Resultados de aprendizaje y criterios de evaluación:

1. Prueba aplicaciones web y aplicaciones para dispositivos móviles analizando la estructura del código y su modelo de ejecución.

Criterios de evaluación:

• • a) Se han comparado diferentes lenguajes de programación de acuerdo a sus características principales.
  • b) Se han descrito los diferentes modelos de ejecución de software.
  • c) Se han reconocido los elementos básicos del código fuente, dándoles significado.
  • d) Se han ejecutado diferentes tipos de prueba de software.
  • e) Se han evaluado los lenguajes de programación de acuerdo a la infraestructura de seguridad que proporcionan.
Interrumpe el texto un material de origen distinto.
//! In-memory journal backend.

use crate::backend::JournalBackend;
use crate::error::StoreResult;
use parking_lot::RwLock;
use std::io;
use std::sync::Arc;

/// An in-memory journal.
///
/// Suitable for unit tests, integration tests and ephemeral stores.
/// Clones share the same buffer, so a test can drop a store and reopen
/// another one over the same bytes to simulate a restart.
///
/// # Example
///
/// ```rust
/// use tidesync_store::{JournalBackend, MemoryJournal};
///
/// let mut journal = MemoryJournal::new();
/// let handle = journal.clone();
/// journal.append(b"frame").unwrap();
/// assert_eq!(handle.data(), b"frame");
/// ```
#[derive(Debug, Default, Clone)]
pub struct MemoryJournal {
    data: Arc<RwLock<Vec<u8>>>,
}

impl MemoryJournal {
    /// Creates an empty journal.
    #[must_use]
    pub fn new() -> Self {
        Self::default()
    }

    /// Creates a journal over pre-existing bytes.
    ///
    /// Useful for testing recovery from a torn write.
    #[must_use]
    pub fn with_data(data: Vec<u8>) -> Self {
        Self {
            data: Arc::new(RwLock::new(data)),
        }
    }

    /// Returns a copy of the journal bytes.
    #[must_use]
    pub fn data(&self) -> Vec<u8> {
        self.data.read().clone()
    }
}

impl JournalBackend for MemoryJournal {
    fn read_all(&self) -> StoreResult<Vec<u8>> {
        Ok(self.data.read().clone())
    }

    fn append(&mut self, bytes: &[u8]) -> StoreResult<u64> {
        let mut data = self.data.write();
        let offset = data.len() as u64;
        data.extend_from_slice(bytes);
        Ok(offset)
    }

    fn sync(&mut self) -> StoreResult<()> {
        Ok(())
    }

    fn size(&self) -> StoreResult<u64> {
        Ok(self.data.read().len() as u64)
    }

    fn truncate(&mut self, len: u64) -> StoreResult<()> {
        let mut data = self.data.write();
        if len > data.len() as u64 {
            return Err(io::Error::new(
                io::ErrorKind::InvalidInput,
                format!("cannot truncate to {} bytes, journal has {}", len, data.len()),
            )
            .into());
        }
        data.truncate(len as usize);
        Ok(())
    }

    fn replace(&mut self, bytes: &[u8]) -> StoreResult<()> {
        *self.data.write() = bytes.to_vec();
        Ok(())
    }
}
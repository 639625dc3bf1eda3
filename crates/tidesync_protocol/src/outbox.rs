//! Outbox entries: durable, queued remote operations.

use crate::record::RecordId;
use crate::time::Timestamp;
use serde::{Deserialize, Serialize};
use std::fmt;

/// Kind of remote operation.
#[derive(Debug, Clone, Copy, PartialEq, Eq, Hash, Serialize, Deserialize)]
pub enum OperationKind {
    /// Record is new on the server.
    Create,
    /// Record exists on the server and changes.
    Update,
    /// Record is removed from the server.
    Delete,
}

impl OperationKind {
    /// Returns a short lowercase name, used in logs and request paths.
    pub fn as_str(&self) -> &'static str {
        match self {
            OperationKind::Create => "create",
            OperationKind::Update => "update",
            OperationKind::Delete => "delete",
        }
    }
}

impl fmt::Display for OperationKind {
    fn fmt(&self, f: &mut fmt::Formatter<'_>) -> fmt::Result {
        f.write_str(self.as_str())
    }
}

/// Stable identifier of one logical remote operation.
///
/// Retries of the same entry reuse the key so the server applies the
/// operation at most once.
#[derive(Debug, Clone, Copy, PartialEq, Eq, Hash, Serialize, Deserialize)]
pub struct IdempotencyKey(uuid::Uuid);

impl IdempotencyKey {
    /// Generates a new random key.
    pub fn generate() -> Self {
        Self(uuid::Uuid::new_v4())
    }

    /// Parses a key from its hyphenated string form.
    pub fn parse(s: &str) -> Option<Self> {
        uuid::Uuid::parse_str(s).ok().map(Self)
    }
}

impl fmt::Display for IdempotencyKey {
    fn fmt(&self, f: &mut fmt::Formatter<'_>) -> fmt::Result {
        self.0.hyphenated().fmt(f)
    }
}

/// Outcome of folding a new local edit into an existing entry.
#[derive(Debug, Clone, Copy, PartialEq, Eq)]
pub enum Coalesce {
    /// The entry now carries the new edit.
    Merged,
    /// The edits cancel out (create then delete before any dispatch);
    /// both the entry and the record should be dropped.
    Cancelled,
}

/// One durable, queued remote operation.
///
/// # Invariants
///
/// - At most one entry exists per record
/// - `attempt` increments only on a dispatch that fails
/// - `created_at` never changes once set, so replay order is stable
#[derive(Debug, Clone, PartialEq, Eq, Serialize, Deserialize)]
pub struct OutboxEntry {
    /// Record this operation applies to.
    pub record_id: RecordId,
    /// Operation kind.
    pub operation_kind: OperationKind,
    /// Payload as of the last local edit.
    pub payload_snapshot: Vec<u8>,
    /// Idempotency key sent with every dispatch of this operation.
    pub idempotency_key: IdempotencyKey,
    /// When the entry was first queued.
    pub created_at: Timestamp,
    /// Earliest time of the next dispatch; `None` means immediately.
    pub next_retry_at: Option<Timestamp>,
    /// Failed dispatches so far.
    pub attempt: u32,
    /// Server version the local change was made against.
    pub base_version: u64,
}

impl OutboxEntry {
    /// Creates a fresh entry.
    pub fn new(
        record_id: RecordId,
        operation_kind: OperationKind,
        payload_snapshot: Vec<u8>,
        created_at: Timestamp,
        base_version: u64,
    ) -> Self {
        Self {
            record_id,
            operation_kind,
            payload_snapshot,
            idempotency_key: IdempotencyKey::generate(),
            created_at,
            next_retry_at: None,
            attempt: 0,
            base_version,
        }
    }

    /// Returns true if the entry may be dispatched at `now`.
    pub fn is_due(&self, now: Timestamp) -> bool {
        self.next_retry_at.map_or(true, |at| at <= now)
    }

    /// Folds a newer local edit into this entry.
    ///
    /// The payload is replaced and `created_at` is preserved. `attempt` and
    /// the backoff are reset only when the operation kind changes. The
    /// idempotency key is always renewed: the merged entry is a different
    /// logical operation from anything already sent.
    ///
    /// `dispatched` reports whether the entry is currently in flight.
    pub fn coalesce(&mut self, kind: OperationKind, payload: Vec<u8>, dispatched: bool) -> Coalesce {
        use OperationKind::{Create, Delete, Update};

        let merged = match (self.operation_kind, kind) {
            (Create, Delete) if self.attempt == 0 && !dispatched => return Coalesce::Cancelled,
            (Create, Delete) | (Update, Delete) | (Delete, Delete) => Delete,
            (Create, _) => Create,
            (Update, _) | (Delete, _) => Update,
        };

        if merged != self.operation_kind {
            self.attempt = 0;
            self.next_retry_at = None;
        }
        self.operation_kind = merged;
        self.payload_snapshot = payload;
        self.idempotency_key = IdempotencyKey::generate();
        Coalesce::Merged
    }
}

#[cfg(test)]
mod tests {
    use super::*;
    use proptest::prelude::*;

    fn entry(kind: OperationKind) -> OutboxEntry {
        OutboxEntry::new(
            RecordId::from("r1"),
            kind,
            vec![1],
            Timestamp::from_millis(100),
            3,
        )
    }

    #[test]
    fn update_after_create_stays_create() {
        let mut e = entry(OperationKind::Create);
        e.attempt = 2;
        let key = e.idempotency_key;

        assert_eq!(e.coalesce(OperationKind::Update, vec![9], false), Coalesce::Merged);
        assert_eq!(e.operation_kind, OperationKind::Create);
        assert_eq!(e.payload_snapshot, vec![9]);
        assert_eq!(e.attempt, 2);
        assert_eq!(e.created_at, Timestamp::from_millis(100));
        assert_ne!(e.idempotency_key, key);
    }

    #[test]
    fn delete_after_undispatched_create_cancels() {
        let mut e = entry(OperationKind::Create);
        assert_eq!(e.coalesce(OperationKind::Delete, vec![], false), Coalesce::Cancelled);
    }

    #[test]
    fn delete_after_attempted_create_becomes_delete() {
        let mut e = entry(OperationKind::Create);
        e.attempt = 1;
        e.next_retry_at = Some(Timestamp::from_millis(5_000));

        assert_eq!(e.coalesce(OperationKind::Delete, vec![], false), Coalesce::Merged);
        assert_eq!(e.operation_kind, OperationKind::Delete);
        assert_eq!(e.attempt, 0);
        assert_eq!(e.next_retry_at, None);
    }

    #[test]
    fn delete_after_in_flight_create_becomes_delete() {
        let mut e = entry(OperationKind::Create);
        assert_eq!(e.coalesce(OperationKind::Delete, vec![], true), Coalesce::Merged);
        assert_eq!(e.operation_kind, OperationKind::Delete);
    }

    #[test]
    fn edit_after_delete_becomes_update() {
        let mut e = entry(OperationKind::Delete);
        e.attempt = 4;
        e.coalesce(OperationKind::Update, vec![7], false);
        assert_eq!(e.operation_kind, OperationKind::Update);
        assert_eq!(e.attempt, 0);
    }

    #[test]
    fn due_time() {
        let mut e = entry(OperationKind::Update);
        assert!(e.is_due(Timestamp::ZERO));
        e.next_retry_at = Some(Timestamp::from_millis(50));
        assert!(!e.is_due(Timestamp::from_millis(49)));
        assert!(e.is_due(Timestamp::from_millis(50)));
    }

    fn kind_strategy() -> impl Strategy<Value = OperationKind> {
        prop_oneof![
            Just(OperationKind::Create),
            Just(OperationKind::Update),
            Just(OperationKind::Delete),
        ]
    }

    proptest! {
        #[test]
        fn coalescing_keeps_created_at_and_latest_payload(
            first in kind_strategy(),
            edits in prop::collection::vec((kind_strategy(), any::<u8>()), 1..8),
        ) {
            let mut e = entry(first);
            e.attempt = 1;
            for (kind, byte) in edits {
                if e.coalesce(kind, vec![byte], false) == Coalesce::Cancelled {
                    return Ok(());
                }
                prop_assert_eq!(e.created_at, Timestamp::from_millis(100));
                prop_assert_eq!(&e.payload_snapshot, &vec![byte]);
            }
        }
    }
}
//! CLI command implementations.

pub mod compact;
pub mod inspect;
pub mod simulate;
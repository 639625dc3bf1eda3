//! The engine facade.
//!
//! [`SyncEngine`] wires the store, the auth gate, the sync worker, the
//! connectivity monitor and the realtime manager together and exposes the
//! three surfaces an app talks to: intents from the presentation layer,
//! lifecycle signals from the platform and events going back up.

use crate::auth::{AuthGate, SessionStatus};
use crate::clock::{Clock, SystemClock};
use crate::config::EngineConfig;
use crate::connectivity::{ConnectivityMonitor, ConnectivityState};
use crate::error::{SyncError, SyncResult};
use crate::events::{EngineEvent, EventBus, Observer};
use crate::realtime::{ConnectionState, RealtimeManager, RealtimeTransport};
use crate::remote::{HttpClient, HttpRemote, RemoteDataSource};
use crate::worker::{CycleReport, SyncWorker};
use parking_lot::Mutex;
use std::sync::Arc;
use tidesync_protocol::{
    AuthSession, OperationKind, OutboxEntry, Record, RecordId, Resolution,
};
use tidesync_store::LocalDataSource;
use tokio::sync::broadcast;
use tokio::task::JoinHandle;
use tokio_util::sync::CancellationToken;

/// A change requested by the presentation layer.
#[derive(Debug, Clone, PartialEq, Eq)]
pub enum Intent {
    /// Create a record. A random id is assigned when `id` is `None`.
    Create {
        /// Client-chosen id.
        id: Option<RecordId>,
        /// Initial payload.
        payload: Vec<u8>,
    },
    /// Replace the payload of a record.
    Update {
        /// Record to change.
        id: RecordId,
        /// New payload.
        payload: Vec<u8>,
    },
    /// Delete a record.
    Delete {
        /// Record to delete.
        id: RecordId,
    },
}

enum RemoteSource {
    Direct(Arc<dyn RemoteDataSource>),
    Http(Arc<dyn HttpClient>),
}

/// Builds a [`SyncEngine`].
pub struct SyncEngineBuilder {
    store: Arc<dyn LocalDataSource>,
    remote: RemoteSource,
    realtime: Option<Arc<dyn RealtimeTransport>>,
    clock: Arc<dyn Clock>,
    config: EngineConfig,
    reachable: bool,
}

impl SyncEngineBuilder {
    /// Sets the configuration.
    pub fn config(mut self, config: EngineConfig) -> Self {
        self.config = config;
        self
    }

    /// Sets the clock.
    pub fn clock(mut self, clock: Arc<dyn Clock>) -> Self {
        self.clock = clock;
        self
    }

    /// Enables the realtime channel over `transport`.
    pub fn realtime(mut self, transport: Arc<dyn RealtimeTransport>) -> Self {
        self.realtime = Some(transport);
        self
    }

    /// Sets the initial reachability. Defaults to online.
    pub fn reachable(mut self, reachable: bool) -> Self {
        self.reachable = reachable;
        self
    }

    /// Builds the engine, restoring any persisted session.
    pub fn build(self) -> SyncResult<SyncEngine> {
        let remote: Arc<dyn RemoteDataSource> = match self.remote {
            RemoteSource::Direct(remote) => remote,
            RemoteSource::Http(client) => Arc::new(
                HttpRemote::new(client, self.clock.clone())
                    .with_timeout(self.config.request_timeout),
            ),
        };
        let events = Arc::new(EventBus::new());
        let gate = Arc::new(AuthGate::new(
            remote.clone(),
            self.store.clone(),
            events.clone(),
            self.clock.clone(),
        )?);
        let realtime = self.realtime.map(|transport| {
            Arc::new(RealtimeManager::new(
                transport,
                self.config.realtime.clone(),
                events.clone(),
            ))
        });
        let worker = Arc::new(SyncWorker::new(
            self.store.clone(),
            remote,
            gate.clone(),
            events.clone(),
            self.clock.clone(),
            self.config,
        ));

        Ok(SyncEngine {
            store: self.store,
            events,
            connectivity: ConnectivityMonitor::new(self.reachable),
            gate,
            worker,
            realtime,
            clock: self.clock,
            running: Mutex::new(None),
        })
    }
}

struct Running {
    cancel: CancellationToken,
    tasks: Vec<JoinHandle<()>>,
}

/// Client synchronization engine.
///
/// # Example
///
/// ```rust,no_run
/// use std::sync::Arc;
/// use tidesync_engine::{Intent, SyncEngine};
/// use tidesync_engine::testing::{LoopbackHttp, MemoryServer};
/// use tidesync_engine::SystemClock;
/// use tidesync_store::{DurableStore, MemoryJournal};
///
/// # async fn demo() -> tidesync_engine::SyncResult<()> {
/// let server = Arc::new(MemoryServer::new(Arc::new(SystemClock)));
/// let store = Arc::new(DurableStore::open(Box::new(MemoryJournal::new()))?);
/// let engine = SyncEngine::with_http(store, Arc::new(LoopbackHttp::new(server.clone()))).build()?;
///
/// engine.login(server.issue_session(std::time::Duration::from_secs(900)))?;
/// engine.start();
/// let id = engine.submit_intent(Intent::Create { id: None, payload: b"hello".to_vec() })?;
/// # let _ = id;
/// engine.shutdown().await;
/// # Ok(())
/// # }
/// ```
pub struct SyncEngine {
    store: Arc<dyn LocalDataSource>,
    events: Arc<EventBus>,
    connectivity: ConnectivityMonitor,
    gate: Arc<AuthGate>,
    worker: Arc<SyncWorker>,
    realtime: Option<Arc<RealtimeManager>>,
    clock: Arc<dyn Clock>,
    running: Mutex<Option<Running>>,
}

impl SyncEngine {
    /// Starts building an engine over a remote data source.
    pub fn builder(
        store: Arc<dyn LocalDataSource>,
        remote: Arc<dyn RemoteDataSource>,
    ) -> SyncEngineBuilder {
        Self::builder_with(store, RemoteSource::Direct(remote))
    }

    /// Starts building an engine that talks HTTP through `client`.
    pub fn with_http(store: Arc<dyn LocalDataSource>, client: Arc<dyn HttpClient>) -> SyncEngineBuilder {
        Self::builder_with(store, RemoteSource::Http(client))
    }

    fn builder_with(store: Arc<dyn LocalDataSource>, remote: RemoteSource) -> SyncEngineBuilder {
        SyncEngineBuilder {
            store,
            remote,
            realtime: None,
            clock: Arc::new(SystemClock),
            config: EngineConfig::default(),
            reachable: true,
        }
    }

    /// Records a local change and queues it for the server.
    ///
    /// Returns once the change is durable; never waits on the network.
    pub fn submit_intent(&self, intent: Intent) -> SyncResult<RecordId> {
        let (id, kind, payload) = match intent {
            Intent::Create { id, payload } => {
                (id.unwrap_or_else(RecordId::generate), OperationKind::Create, payload)
            }
            Intent::Update { id, payload } => (id, OperationKind::Update, payload),
            Intent::Delete { id } => (id, OperationKind::Delete, Vec::new()),
        };

        match self
            .store
            .upsert_optimistic(&id, kind, payload, self.clock.now())?
        {
            Some(record) => {
                tracing::debug!(record = %id, %kind, status = ?record.sync_status, "intent recorded");
                self.events.publish(EngineEvent::RecordChanged(record));
            }
            None => {
                tracing::debug!(record = %id, "unsent create cancelled");
                self.events.publish(EngineEvent::RecordRemoved(id.clone()));
            }
        }
        if self.connectivity.state().is_online() {
            self.worker.poke();
        }
        Ok(id)
    }

    /// The app came to the foreground.
    pub fn on_foregrounded(&self) {
        self.connectivity.on_foregrounded();
        self.worker.poke();
    }

    /// The app went to the background.
    pub fn on_backgrounded(&self) {
        self.connectivity.on_backgrounded();
    }

    /// The platform reported a reachability change.
    pub fn on_reachability_changed(&self, reachable: bool) {
        if self.connectivity.on_reachability_changed(reachable) {
            self.worker.poke();
        }
    }

    /// Returns the connectivity state.
    pub fn connectivity(&self) -> ConnectivityState {
        self.connectivity.state()
    }

    /// Installs a session after login.
    pub fn login(&self, session: AuthSession) -> SyncResult<()> {
        self.gate.login(session)?;
        self.worker.poke();
        Ok(())
    }

    /// Destroys the session. Queued changes stay queued.
    pub fn logout(&self) -> SyncResult<()> {
        self.gate.logout()
    }

    /// Returns the session status.
    pub fn session_status(&self) -> SessionStatus {
        self.gate.status()
    }

    /// Subscribes to engine events.
    pub fn subscribe(&self) -> broadcast::Receiver<EngineEvent> {
        self.events.subscribe()
    }

    /// Registers an observer.
    pub fn add_observer(&self, observer: Arc<dyn Observer>) {
        self.events.add_observer(observer);
    }

    /// Spawns the sync worker and, if configured, the realtime manager.
    ///
    /// Must be called from within a tokio runtime. Calling it again while
    /// running does nothing.
    pub fn start(&self) {
        let mut running = self.running.lock();
        if running.is_some() {
            tracing::debug!("engine already running");
            return;
        }

        let cancel = CancellationToken::new();
        let mut tasks = vec![tokio::spawn(
            self.worker
                .clone()
                .run(self.connectivity.subscribe(), cancel.child_token()),
        )];
        if let Some(realtime) = &self.realtime {
            tasks.push(tokio::spawn(
                realtime
                    .clone()
                    .run(self.connectivity.subscribe(), cancel.child_token()),
            ));
        }
        tracing::info!(tasks = tasks.len(), "engine started");
        *running = Some(Running { cancel, tasks });
    }

    /// Stops the background tasks and waits for them to finish.
    ///
    /// Queued work is untouched and resumes on the next start.
    pub async fn shutdown(&self) {
        let Some(running) = self.running.lock().take() else {
            return;
        };
        running.cancel.cancel();
        for result in futures::future::join_all(running.tasks).await {
            if let Err(err) = result {
                tracing::error!(error = %err, "engine task failed");
            }
        }
        tracing::info!("engine stopped");
    }

    /// Runs one sync cycle now, regardless of the background loop.
    pub async fn run_cycle(&self) -> SyncResult<CycleReport> {
        self.worker.run_cycle().await
    }

    /// Returns a record.
    pub fn record(&self, id: &RecordId) -> SyncResult<Option<Record>> {
        Ok(self.store.get(id)?)
    }

    /// Returns all records.
    pub fn records(&self) -> SyncResult<Vec<Record>> {
        Ok(self.store.records()?)
    }

    /// Returns the outbox, oldest first.
    pub fn outbox(&self) -> SyncResult<Vec<OutboxEntry>> {
        Ok(self.store.outbox()?)
    }

    /// Returns the records waiting on a conflict decision.
    pub fn conflicts(&self) -> SyncResult<Vec<Record>> {
        Ok(self.store.conflicts()?)
    }

    /// Queues a failed record again.
    pub fn retry_failed(&self, id: &RecordId) -> SyncResult<Record> {
        let record = self.store.retry_failed(id, self.clock.now())?;
        tracing::info!(record = %id, "failed record queued again");
        self.events.publish(EngineEvent::RecordChanged(record.clone()));
        self.worker.poke();
        Ok(record)
    }

    /// Drops a record and anything queued for it.
    pub fn discard(&self, id: &RecordId) -> SyncResult<()> {
        self.store.discard(id)?;
        tracing::info!(record = %id, "record discarded");
        self.events.publish(EngineEvent::RecordRemoved(id.clone()));
        Ok(())
    }

    /// Settles a conflict the resolver deferred.
    pub fn resolve_conflict(&self, id: &RecordId, resolution: Resolution) -> SyncResult<()> {
        self.worker.resolve_conflict(id, resolution)
    }

    /// Returns the realtime state, if realtime is enabled.
    pub fn connection_state(&self) -> Option<ConnectionState> {
        self.realtime.as_ref().map(|r| r.state())
    }

    /// Restarts realtime connection attempts after the reconnect cap.
    pub fn reconnect_realtime(&self) {
        if let Some(realtime) = &self.realtime {
            realtime.reconnect();
        }
    }

    /// Sends a data frame on the realtime channel.
    pub async fn realtime_send(&self, data: Vec<u8>) -> SyncResult<()> {
        match &self.realtime {
            Some(realtime) => realtime.send(data).await,
            None => Err(SyncError::NotConnected),
        }
    }
}

impl Drop for SyncEngine {
    fn drop(&mut self) {
        if let Some(running) = self.running.get_mut().take() {
            running.cancel.cancel();
        }
    }
}

#[cfg(test)]
mod tests {
    use super::*;
    use crate::clock::ManualClock;
    use crate::events::EventLog;
    use crate::testing::ScriptedRemote;
    use tidesync_protocol::{SyncStatus, Timestamp};
    use tidesync_store::{DurableStore, MemoryJournal};

    fn engine() -> (SyncEngine, Arc<EventLog>) {
        let store = Arc::new(DurableStore::open(Box::new(MemoryJournal::new())).unwrap());
        let engine = SyncEngine::builder(store, Arc::new(ScriptedRemote::new()))
            .clock(Arc::new(ManualClock::new(Timestamp::from_millis(10))))
            .reachable(false)
            .build()
            .unwrap();
        let log = Arc::new(EventLog::new());
        engine.add_observer(log.clone());
        (engine, log)
    }

    #[test]
    fn intents_only_touch_the_store() {
        let (engine, log) = engine();
        let id = engine
            .submit_intent(Intent::Create {
                id: None,
                payload: vec![1],
            })
            .unwrap();

        let record = engine.record(&id).unwrap().unwrap();
        assert_eq!(record.sync_status, SyncStatus::PendingCreate);
        assert_eq!(engine.outbox().unwrap().len(), 1);

        engine
            .submit_intent(Intent::Update {
                id: id.clone(),
                payload: vec![2],
            })
            .unwrap();
        assert_eq!(engine.outbox().unwrap().len(), 1);
        assert_eq!(engine.outbox().unwrap()[0].payload_snapshot, vec![2]);

        engine.submit_intent(Intent::Delete { id: id.clone() }).unwrap();
        assert!(engine.record(&id).unwrap().is_none());
        assert!(engine.outbox().unwrap().is_empty());
        assert_eq!(log.count(|e| matches!(e, EngineEvent::RecordRemoved(_))), 1);
    }

    #[test]
    fn unknown_record_update_fails() {
        let (engine, _) = engine();
        let result = engine.submit_intent(Intent::Update {
            id: RecordId::from("missing"),
            payload: vec![],
        });
        assert!(matches!(result, Err(SyncError::Store(_))));
    }

    #[test]
    fn realtime_disabled_by_default() {
        let (engine, _) = engine();
        assert!(engine.connection_state().is_none());
        assert_eq!(engine.session_status(), SessionStatus::LoggedOut);
    }

    #[tokio::test]
    async fn start_and_shutdown() {
        let (engine, _) = engine();
        engine.start();
        engine.start();
        engine.shutdown().await;
        engine.shutdown().await;
    }
}
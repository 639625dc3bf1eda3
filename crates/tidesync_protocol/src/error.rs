//! Error types for protocol encoding.

use thiserror::Error;

/// Result type for protocol operations.
pub type ProtocolResult<T> = Result<T, ProtocolError>;

/// Errors raised while encoding or decoding protocol values.
#[derive(Debug, Error, Clone, PartialEq, Eq)]
pub enum ProtocolError {
    /// A value could not be encoded.
    #[error("encode error: {0}")]
    Encode(String),

    /// Bytes could not be decoded into the expected value.
    #[error("decode error: {0}")]
    Decode(String),
}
2. Determina el nivel de seguridad requerido por aplicaciones identificando los vectores de ataque habituales y sus riesgos asociados.

Criterios de evaluación:

• • a) Se han caracterizado los niveles de verificación de seguridad en aplicaciones establecidos por los estándares internacionales (ASVS, “Application Security Verification Standard”).
  • b) Se ha identificado el nivel de verificación de seguridad requerido por las aplicaciones en función de sus riesgos de acuerdo a estándares reconocidos.
  • c) Se han enumerado los requisitos de verificación necesarios asociados al nivel de seguridad establecido.
  • d) Se han reconocido los principales riesgos de las aplicaciones desarrolladas, en función de sus características.

3. Detecta y corrige vulnerabilidades de aplicaciones web analizando su código fuente y configurando servidores web.

Criterios de evaluación:

• • a) Se han validado las entradas de los usuarios.
  • b) Se han detectado riesgos de inyección tanto en el servidor como en el cliente.
  • c) Se ha gestionado correctamente la sesión del usuario durante el uso de la aplicación.
  • d) Se ha hecho uso de roles para el control de acceso.
  • e) Se han utilizado algoritmos criptográficos seguros para almacenar las contraseñas de usuario.
  • f) Se han configurado servidores web para reducir el riesgo de sufrir ataques conocidos.
  • g) Se han incorporado medidas para evitar los ataques a contraseñas, envío masivo de mensajes o registros de usuarios a través de programas automáticos (bots).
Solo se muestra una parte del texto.